Recorded data:
--*--
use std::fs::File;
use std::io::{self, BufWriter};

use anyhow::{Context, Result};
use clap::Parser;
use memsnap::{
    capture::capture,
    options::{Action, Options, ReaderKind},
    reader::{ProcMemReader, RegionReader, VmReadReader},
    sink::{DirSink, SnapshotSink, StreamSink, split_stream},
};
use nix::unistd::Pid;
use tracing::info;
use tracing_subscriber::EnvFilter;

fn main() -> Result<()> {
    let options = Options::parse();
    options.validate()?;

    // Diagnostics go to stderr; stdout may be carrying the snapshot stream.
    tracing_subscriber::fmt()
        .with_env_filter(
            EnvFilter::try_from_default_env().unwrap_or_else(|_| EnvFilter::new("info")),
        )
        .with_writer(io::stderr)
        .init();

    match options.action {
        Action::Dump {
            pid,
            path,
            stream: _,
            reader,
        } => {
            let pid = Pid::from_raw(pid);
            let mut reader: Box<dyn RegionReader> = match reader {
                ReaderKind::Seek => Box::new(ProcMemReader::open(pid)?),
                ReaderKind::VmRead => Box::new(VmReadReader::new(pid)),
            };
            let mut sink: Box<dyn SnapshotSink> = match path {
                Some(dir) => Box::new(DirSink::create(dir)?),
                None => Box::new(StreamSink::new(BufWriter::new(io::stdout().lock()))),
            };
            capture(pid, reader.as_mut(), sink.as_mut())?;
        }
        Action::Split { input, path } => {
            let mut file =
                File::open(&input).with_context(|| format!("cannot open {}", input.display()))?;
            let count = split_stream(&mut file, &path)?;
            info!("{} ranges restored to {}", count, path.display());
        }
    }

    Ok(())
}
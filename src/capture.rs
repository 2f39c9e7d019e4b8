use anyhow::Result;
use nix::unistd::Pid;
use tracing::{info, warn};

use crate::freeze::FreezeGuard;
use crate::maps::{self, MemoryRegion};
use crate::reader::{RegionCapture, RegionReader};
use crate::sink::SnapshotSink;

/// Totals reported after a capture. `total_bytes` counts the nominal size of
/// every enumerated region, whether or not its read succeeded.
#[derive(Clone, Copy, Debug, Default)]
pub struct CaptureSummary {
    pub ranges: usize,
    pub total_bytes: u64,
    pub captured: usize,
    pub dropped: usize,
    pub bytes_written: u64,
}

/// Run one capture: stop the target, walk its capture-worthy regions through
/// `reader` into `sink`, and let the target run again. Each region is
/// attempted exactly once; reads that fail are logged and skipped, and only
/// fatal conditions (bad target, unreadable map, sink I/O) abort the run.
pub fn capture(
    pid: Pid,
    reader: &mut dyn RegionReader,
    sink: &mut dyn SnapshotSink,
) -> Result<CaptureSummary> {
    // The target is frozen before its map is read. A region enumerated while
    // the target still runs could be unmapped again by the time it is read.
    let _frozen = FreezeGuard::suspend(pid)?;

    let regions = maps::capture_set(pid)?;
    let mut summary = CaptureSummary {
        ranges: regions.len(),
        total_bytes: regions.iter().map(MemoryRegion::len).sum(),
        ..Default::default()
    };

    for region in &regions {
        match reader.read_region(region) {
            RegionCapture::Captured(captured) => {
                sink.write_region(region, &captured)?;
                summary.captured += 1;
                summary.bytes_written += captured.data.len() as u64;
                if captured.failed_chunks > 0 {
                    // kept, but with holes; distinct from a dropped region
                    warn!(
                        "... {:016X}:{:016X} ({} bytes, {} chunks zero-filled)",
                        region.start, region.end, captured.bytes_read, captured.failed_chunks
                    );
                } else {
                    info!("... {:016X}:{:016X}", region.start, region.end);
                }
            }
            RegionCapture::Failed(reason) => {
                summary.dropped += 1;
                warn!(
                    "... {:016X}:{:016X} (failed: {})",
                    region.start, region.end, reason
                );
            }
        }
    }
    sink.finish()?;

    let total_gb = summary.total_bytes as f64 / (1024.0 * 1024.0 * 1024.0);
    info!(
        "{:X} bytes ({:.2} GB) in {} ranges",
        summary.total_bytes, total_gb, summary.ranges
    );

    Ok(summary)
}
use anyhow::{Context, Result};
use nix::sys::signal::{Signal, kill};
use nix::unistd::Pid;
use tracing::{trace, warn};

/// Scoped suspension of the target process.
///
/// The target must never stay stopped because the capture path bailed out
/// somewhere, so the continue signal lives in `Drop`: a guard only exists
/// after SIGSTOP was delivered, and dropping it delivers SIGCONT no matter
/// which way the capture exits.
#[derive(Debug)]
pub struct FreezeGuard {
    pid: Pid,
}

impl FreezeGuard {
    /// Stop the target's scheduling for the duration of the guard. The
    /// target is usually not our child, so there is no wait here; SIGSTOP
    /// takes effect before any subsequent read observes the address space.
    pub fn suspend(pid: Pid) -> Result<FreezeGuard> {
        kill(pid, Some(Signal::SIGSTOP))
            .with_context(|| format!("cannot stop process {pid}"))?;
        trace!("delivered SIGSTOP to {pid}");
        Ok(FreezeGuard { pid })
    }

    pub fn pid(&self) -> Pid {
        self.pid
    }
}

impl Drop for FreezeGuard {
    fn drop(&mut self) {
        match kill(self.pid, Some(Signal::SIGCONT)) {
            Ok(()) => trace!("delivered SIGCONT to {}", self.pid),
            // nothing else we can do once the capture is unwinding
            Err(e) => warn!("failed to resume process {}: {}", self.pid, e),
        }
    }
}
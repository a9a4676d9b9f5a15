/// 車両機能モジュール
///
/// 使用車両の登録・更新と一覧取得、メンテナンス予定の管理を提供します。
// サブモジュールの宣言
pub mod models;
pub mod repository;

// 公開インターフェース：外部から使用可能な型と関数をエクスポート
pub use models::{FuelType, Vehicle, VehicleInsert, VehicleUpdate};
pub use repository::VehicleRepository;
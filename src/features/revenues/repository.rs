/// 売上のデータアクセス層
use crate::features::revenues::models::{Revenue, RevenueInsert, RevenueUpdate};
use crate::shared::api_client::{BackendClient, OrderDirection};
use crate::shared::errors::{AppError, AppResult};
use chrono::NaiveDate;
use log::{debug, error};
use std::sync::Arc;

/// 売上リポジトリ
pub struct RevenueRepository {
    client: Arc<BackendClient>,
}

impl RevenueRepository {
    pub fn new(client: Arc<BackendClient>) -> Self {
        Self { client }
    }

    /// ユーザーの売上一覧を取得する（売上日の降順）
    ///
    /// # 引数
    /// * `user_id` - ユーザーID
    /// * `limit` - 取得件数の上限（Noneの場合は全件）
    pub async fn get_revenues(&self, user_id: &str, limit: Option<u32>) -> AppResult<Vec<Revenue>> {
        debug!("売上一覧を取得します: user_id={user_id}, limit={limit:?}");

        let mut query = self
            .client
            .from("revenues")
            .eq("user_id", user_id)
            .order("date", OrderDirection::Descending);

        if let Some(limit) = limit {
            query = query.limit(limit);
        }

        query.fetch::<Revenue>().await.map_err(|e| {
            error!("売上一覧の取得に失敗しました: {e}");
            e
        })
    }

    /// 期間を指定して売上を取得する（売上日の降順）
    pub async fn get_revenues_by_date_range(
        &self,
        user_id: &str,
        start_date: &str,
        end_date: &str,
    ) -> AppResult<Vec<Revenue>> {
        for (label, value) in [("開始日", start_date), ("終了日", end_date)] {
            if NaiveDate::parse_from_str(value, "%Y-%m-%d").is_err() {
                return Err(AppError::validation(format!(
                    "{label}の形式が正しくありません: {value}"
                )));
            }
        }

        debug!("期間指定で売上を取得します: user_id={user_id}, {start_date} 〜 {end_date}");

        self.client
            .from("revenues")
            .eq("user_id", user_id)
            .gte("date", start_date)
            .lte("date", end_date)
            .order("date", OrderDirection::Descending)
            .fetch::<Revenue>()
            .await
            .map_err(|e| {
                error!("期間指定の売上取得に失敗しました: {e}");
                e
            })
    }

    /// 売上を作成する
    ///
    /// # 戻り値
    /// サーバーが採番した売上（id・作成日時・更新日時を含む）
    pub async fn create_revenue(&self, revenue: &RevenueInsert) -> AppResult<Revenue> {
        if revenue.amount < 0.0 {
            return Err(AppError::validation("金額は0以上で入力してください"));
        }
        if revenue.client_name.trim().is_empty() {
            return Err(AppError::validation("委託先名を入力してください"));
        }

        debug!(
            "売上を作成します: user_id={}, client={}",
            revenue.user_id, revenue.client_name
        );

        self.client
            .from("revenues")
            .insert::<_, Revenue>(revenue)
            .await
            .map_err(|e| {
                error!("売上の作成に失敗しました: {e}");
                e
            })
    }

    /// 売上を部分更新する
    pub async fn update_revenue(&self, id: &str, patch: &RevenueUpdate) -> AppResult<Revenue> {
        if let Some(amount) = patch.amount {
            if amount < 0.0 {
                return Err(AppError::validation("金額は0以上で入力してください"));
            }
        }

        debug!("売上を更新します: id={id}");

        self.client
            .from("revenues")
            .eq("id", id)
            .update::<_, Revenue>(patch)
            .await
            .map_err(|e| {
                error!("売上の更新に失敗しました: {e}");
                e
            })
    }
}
--*--
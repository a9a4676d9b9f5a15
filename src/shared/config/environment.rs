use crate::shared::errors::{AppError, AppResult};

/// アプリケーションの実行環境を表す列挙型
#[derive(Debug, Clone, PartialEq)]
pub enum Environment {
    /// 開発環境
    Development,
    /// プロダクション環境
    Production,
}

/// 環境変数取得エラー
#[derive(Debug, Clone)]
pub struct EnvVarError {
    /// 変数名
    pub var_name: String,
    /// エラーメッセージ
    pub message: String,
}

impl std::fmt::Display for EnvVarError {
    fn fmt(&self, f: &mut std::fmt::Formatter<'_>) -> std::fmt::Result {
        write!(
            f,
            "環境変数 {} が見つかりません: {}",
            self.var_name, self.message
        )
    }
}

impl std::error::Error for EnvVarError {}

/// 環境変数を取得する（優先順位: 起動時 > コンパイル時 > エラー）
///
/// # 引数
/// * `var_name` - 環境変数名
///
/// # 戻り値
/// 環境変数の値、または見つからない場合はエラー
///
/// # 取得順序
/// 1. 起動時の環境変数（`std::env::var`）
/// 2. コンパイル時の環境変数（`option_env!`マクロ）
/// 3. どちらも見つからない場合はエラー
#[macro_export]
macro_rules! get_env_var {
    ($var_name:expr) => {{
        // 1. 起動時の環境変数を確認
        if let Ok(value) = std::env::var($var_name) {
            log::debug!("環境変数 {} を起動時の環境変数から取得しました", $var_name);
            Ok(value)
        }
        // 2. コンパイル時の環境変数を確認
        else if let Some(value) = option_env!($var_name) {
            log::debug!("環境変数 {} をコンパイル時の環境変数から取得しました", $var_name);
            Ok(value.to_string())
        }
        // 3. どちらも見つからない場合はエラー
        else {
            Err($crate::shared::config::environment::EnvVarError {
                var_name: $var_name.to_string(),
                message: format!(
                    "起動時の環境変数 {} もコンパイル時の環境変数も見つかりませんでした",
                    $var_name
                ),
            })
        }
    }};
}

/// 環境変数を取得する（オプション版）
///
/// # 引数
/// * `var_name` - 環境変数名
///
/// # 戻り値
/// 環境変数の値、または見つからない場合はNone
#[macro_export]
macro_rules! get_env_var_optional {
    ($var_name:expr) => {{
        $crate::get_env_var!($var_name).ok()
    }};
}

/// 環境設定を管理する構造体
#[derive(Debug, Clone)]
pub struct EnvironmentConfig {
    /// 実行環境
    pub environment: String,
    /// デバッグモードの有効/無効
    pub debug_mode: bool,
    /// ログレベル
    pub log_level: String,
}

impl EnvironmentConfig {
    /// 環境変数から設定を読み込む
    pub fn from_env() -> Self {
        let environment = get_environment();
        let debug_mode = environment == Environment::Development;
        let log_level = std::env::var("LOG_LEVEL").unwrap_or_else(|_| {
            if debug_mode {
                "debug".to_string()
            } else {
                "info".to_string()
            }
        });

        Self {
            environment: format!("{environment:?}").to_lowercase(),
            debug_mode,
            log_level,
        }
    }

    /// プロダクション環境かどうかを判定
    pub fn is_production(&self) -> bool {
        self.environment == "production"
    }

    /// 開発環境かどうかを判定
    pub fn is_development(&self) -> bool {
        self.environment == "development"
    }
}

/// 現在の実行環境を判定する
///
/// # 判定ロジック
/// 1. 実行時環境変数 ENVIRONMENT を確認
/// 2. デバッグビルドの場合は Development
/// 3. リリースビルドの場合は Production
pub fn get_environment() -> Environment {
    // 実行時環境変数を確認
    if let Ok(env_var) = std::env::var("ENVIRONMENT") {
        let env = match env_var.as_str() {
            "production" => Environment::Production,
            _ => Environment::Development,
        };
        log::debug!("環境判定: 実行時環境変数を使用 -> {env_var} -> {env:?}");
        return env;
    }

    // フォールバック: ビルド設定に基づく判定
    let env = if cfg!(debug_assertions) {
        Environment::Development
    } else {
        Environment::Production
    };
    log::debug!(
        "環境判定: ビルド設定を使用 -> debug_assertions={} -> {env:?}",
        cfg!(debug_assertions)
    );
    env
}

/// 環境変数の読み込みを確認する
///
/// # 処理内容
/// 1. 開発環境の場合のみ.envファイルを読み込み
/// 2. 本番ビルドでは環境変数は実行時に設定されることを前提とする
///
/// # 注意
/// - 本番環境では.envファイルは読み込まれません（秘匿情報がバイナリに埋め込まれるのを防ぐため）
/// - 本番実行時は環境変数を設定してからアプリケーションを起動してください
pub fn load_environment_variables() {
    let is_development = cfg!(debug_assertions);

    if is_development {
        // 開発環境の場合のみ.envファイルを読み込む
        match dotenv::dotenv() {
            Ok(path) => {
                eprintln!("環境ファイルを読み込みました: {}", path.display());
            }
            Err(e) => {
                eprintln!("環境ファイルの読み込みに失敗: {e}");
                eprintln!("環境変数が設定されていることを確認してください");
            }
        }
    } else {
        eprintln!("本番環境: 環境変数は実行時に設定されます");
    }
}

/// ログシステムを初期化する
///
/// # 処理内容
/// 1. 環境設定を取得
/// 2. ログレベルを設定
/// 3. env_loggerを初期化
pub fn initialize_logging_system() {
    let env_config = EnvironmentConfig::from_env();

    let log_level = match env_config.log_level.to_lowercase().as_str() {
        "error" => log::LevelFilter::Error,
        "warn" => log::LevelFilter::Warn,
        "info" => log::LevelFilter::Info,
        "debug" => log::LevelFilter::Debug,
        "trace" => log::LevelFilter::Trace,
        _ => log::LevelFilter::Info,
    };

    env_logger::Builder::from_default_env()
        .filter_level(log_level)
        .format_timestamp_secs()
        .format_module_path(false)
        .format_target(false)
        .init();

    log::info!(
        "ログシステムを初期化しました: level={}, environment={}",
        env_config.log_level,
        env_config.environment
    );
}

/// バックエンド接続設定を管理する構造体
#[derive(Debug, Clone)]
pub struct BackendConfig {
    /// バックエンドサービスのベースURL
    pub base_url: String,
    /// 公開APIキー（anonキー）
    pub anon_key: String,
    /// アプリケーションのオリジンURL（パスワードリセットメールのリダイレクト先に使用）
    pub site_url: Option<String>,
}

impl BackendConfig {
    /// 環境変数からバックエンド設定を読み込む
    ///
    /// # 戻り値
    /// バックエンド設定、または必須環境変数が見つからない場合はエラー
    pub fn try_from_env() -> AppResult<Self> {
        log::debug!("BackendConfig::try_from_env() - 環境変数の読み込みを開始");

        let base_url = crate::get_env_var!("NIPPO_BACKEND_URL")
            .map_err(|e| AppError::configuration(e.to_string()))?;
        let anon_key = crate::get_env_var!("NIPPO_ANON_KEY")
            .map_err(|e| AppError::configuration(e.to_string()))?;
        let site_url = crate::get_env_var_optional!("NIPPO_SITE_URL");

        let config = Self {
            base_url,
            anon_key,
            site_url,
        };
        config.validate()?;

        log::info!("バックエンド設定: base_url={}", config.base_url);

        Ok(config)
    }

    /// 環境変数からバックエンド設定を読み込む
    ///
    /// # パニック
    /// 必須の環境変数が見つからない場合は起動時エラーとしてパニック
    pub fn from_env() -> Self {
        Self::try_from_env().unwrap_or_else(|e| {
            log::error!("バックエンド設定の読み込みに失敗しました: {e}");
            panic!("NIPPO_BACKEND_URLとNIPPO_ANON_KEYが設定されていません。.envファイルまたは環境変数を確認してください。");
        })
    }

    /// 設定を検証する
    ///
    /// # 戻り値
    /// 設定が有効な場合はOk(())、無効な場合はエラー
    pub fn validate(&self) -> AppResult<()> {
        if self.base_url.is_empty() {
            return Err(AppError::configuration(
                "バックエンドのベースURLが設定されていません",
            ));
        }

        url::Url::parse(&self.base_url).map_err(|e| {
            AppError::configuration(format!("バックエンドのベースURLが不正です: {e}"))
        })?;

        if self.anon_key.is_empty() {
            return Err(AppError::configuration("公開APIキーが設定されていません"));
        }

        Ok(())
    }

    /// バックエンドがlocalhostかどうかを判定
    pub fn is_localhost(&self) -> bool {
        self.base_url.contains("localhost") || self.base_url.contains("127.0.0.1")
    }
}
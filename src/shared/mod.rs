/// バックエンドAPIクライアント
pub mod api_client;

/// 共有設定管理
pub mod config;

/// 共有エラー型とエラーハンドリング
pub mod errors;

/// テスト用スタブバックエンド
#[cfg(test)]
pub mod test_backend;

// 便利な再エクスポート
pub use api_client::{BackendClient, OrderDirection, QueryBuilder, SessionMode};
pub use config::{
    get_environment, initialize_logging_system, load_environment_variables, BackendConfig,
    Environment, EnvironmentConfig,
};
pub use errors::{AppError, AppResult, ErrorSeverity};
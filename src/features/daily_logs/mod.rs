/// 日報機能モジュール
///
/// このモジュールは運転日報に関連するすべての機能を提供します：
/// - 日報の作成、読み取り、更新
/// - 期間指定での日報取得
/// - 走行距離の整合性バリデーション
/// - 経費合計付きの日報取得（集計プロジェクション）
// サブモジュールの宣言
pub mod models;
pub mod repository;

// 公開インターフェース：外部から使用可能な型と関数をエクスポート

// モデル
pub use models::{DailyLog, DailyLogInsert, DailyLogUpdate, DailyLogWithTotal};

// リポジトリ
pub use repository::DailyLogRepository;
--*--
* [Problem statement] For each line of the data that has the word "struct", report that line.

* [Written answer]
pub struct CaptureSummary {
pub struct FreezeGuard {
pub struct RevenueRepository {
pub struct EnvVarError {
pub struct EnvironmentConfig {
pub struct BackendConfig {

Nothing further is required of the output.